News of David Bowie’s death Sunday night took most people by surprise. But that didn’t stop millions of fans with an Internet connection and a tinkle in their heart from quickly bashing out a status update to express their loss, surprise, a video link, listicle, insightful article or animated GIF of Bowie’s many looks over the decades to share in the Internet’s collective grieving process. Besides voicing said grief or surprise, it’s important to post something that also reflects your own inner coolness, in hopes that some of that precious Bowie stardust will rub off on you. Here’s a list of ways to publicly mourn David Bowie’s death and how you can improve upon it.
* Express your loss in a way that makes people know Bowie’s death is way more earth-shattering and important to you than the loss of a cast member from Celebrity Rehab, a family member or pet. Hint: Instead of RIP, use vague phrases or words like “speechless,” “no words” or even better “gutted,” since it sounds more British.
* Post a video of a Bowie song or interview where he chastises an MTV host for not playing enough black artists. The deeper the cut, the better. Sure, “Let’s Dance” and “Modern Love” might be when Bowie first hit your LG73 listening radar, but the more obscure the song, the more of a true fan you are. Basically anything off Lodger and you’re gold. You can gain cred points for posting Bowie’s cameo in Ricky Gervais’s Extras TV show, the Christmas duet with Bing Crosby or ironically posting that redubbed “Dancing in the Streets” video with Mick Jagger, because it tells people you don’t take holding Bowie in high regard too seriously, which really means you totally hold Bowie in high regard.

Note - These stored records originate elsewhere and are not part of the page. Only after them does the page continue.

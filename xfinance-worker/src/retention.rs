/// Audit log retention
///
/// Sweeps the `logs` table on a fixed interval and deletes rows older than
/// the retention window. The first sweep runs right after startup.
///
/// # Example
///
/// ```no_run
/// use xfinance_worker::retention::{RetentionConfig, RetentionWorker};
/// use sqlx::PgPool;
///
/// # async fn example(pool: PgPool) -> anyhow::Result<()> {
/// let worker = RetentionWorker::new(pool, RetentionConfig::default());
///
/// let token = worker.shutdown_token();
/// tokio::spawn(async move {
///     tokio::signal::ctrl_c().await.ok();
///     token.cancel();
/// });
///
/// worker.run().await?;
/// # Ok(())
/// # }
/// ```

use chrono::{DateTime, TimeDelta, Utc};
use sqlx::PgPool;
use tokio::time::{interval, Duration, MissedTickBehavior};
use tokio_util::sync::CancellationToken;
use xfinance_shared::models::log::AuditLog;

/// Upper bound on `retention_days`, about a century
pub const MAX_RETENTION_DAYS: i64 = 36_500;

#[derive(Debug, Clone, PartialEq, Eq)]
pub struct RetentionConfig {
    /// Rows older than this many days are deleted
    pub retention_days: i64,

    /// Pause between sweeps
    pub interval_secs: u64,
}

impl Default for RetentionConfig {
    fn default() -> Self {
        Self {
            retention_days: 90,
            interval_secs: 3600,
        }
    }
}

impl RetentionConfig {
    /// Oldest timestamp that survives a sweep at `now`
    ///
    /// `None` when the window does not fit in a timestamp.
    pub fn cutoff(&self, now: DateTime<Utc>) -> Option<DateTime<Utc>> {
        TimeDelta::try_days(self.retention_days).and_then(|window| now.checked_sub_signed(window))
    }
}

pub struct RetentionWorker {
    db: PgPool,
    config: RetentionConfig,
    shutdown_token: CancellationToken,
}

impl RetentionWorker {
    pub fn new(db: PgPool, config: RetentionConfig) -> Self {
        Self {
            db,
            config,
            shutdown_token: CancellationToken::new(),
        }
    }

    /// Cancelling the token stops `run` after the current sweep
    pub fn shutdown_token(&self) -> CancellationToken {
        self.shutdown_token.clone()
    }

    /// Deletes expired rows once, returns how many went
    pub async fn sweep(&self) -> anyhow::Result<u64> {
        let cutoff = self.config.cutoff(Utc::now()).ok_or_else(|| {
            anyhow::anyhow!("retention window of {} days is out of range", self.config.retention_days)
        })?;
        let deleted = AuditLog::delete_older_than(&self.db, cutoff).await?;

        if deleted > 0 {
            tracing::info!(deleted, %cutoff, "Expired audit log rows deleted");
        } else {
            tracing::debug!(%cutoff, "No expired audit log rows");
        }

        Ok(deleted)
    }

    /// Sweeps until shutdown
    ///
    /// A failed sweep is logged and retried on the next tick.
    pub async fn run(&self) -> anyhow::Result<()> {
        tracing::info!(
            retention_days = self.config.retention_days,
            interval_secs = self.config.interval_secs,
            "Log retention worker starting"
        );

        let mut ticker = interval(Duration::from_secs(self.config.interval_secs));
        ticker.set_missed_tick_behavior(MissedTickBehavior::Delay);

        loop {
            tokio::select! {
                biased;

                _ = self.shutdown_token.cancelled() => {
                    tracing::info!("Log retention worker shut down");
                    break;
                }
                _ = ticker.tick() => {
                    if let Err(e) = self.sweep().await {
                        tracing::error!(error = %e, "Log retention sweep failed");
                    }
                }
            }
        }

        Ok(())
    }
}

* Post a quote from Bowie or another person’s quote about Bowie to show people you have a deep understanding of Bowie’s cultural significance. If you have the time, really go down the Internet rabbit hole and find some long lost quote where Bowie praises the complexity of nachos, the musical contributions of Degrassi High’s in-house band the Zit Remedy, or how he once subsisted on gourds and a thimble of Lou Reed’s blood for five months. We’ve never seen such quotes, but we’re sure they’re out there.
* Change your Facebook photo to a picture of David Bowie from a distinct era in his career. Ziggy Stardust, for example, or the Thin White Duke, or even his role as Jareth the Goblin King from the movie Labyrinth. Bonus points for going to work in face paint a la his Aladdin Sane album cover. It will creep everyone out and you won’t get that promotion, but it will be awesome.
* Make sure to mention to coworkers, friends (Facebook or otherwise), your barista, and strangers on public transit that you’ve been listening to your Bowie albums all week. Stress albums over MP3s or Spotify playlists. Once again, big ups if you mention Lodger, even if the only reason you heard about it in the first place was when Built to Spill referenced it in a song.
* Listen to your Bowie albums all week. Most of them really are fantastic. Even Lodger. But do so privately, while smugly judging everyone else for doing so publicly. How crass. You might even want to write a blog post or short article about it because in some, small, petty way it feels good. Or at least better. And it helps you ignore the fact that you are not good with expressing your feelings and woefully out of touch with your emotions.
* But what if you’re more of a self-described “Dylan person”? Rest assured. Your time will come. And sooner than you think. Nooooooooooo!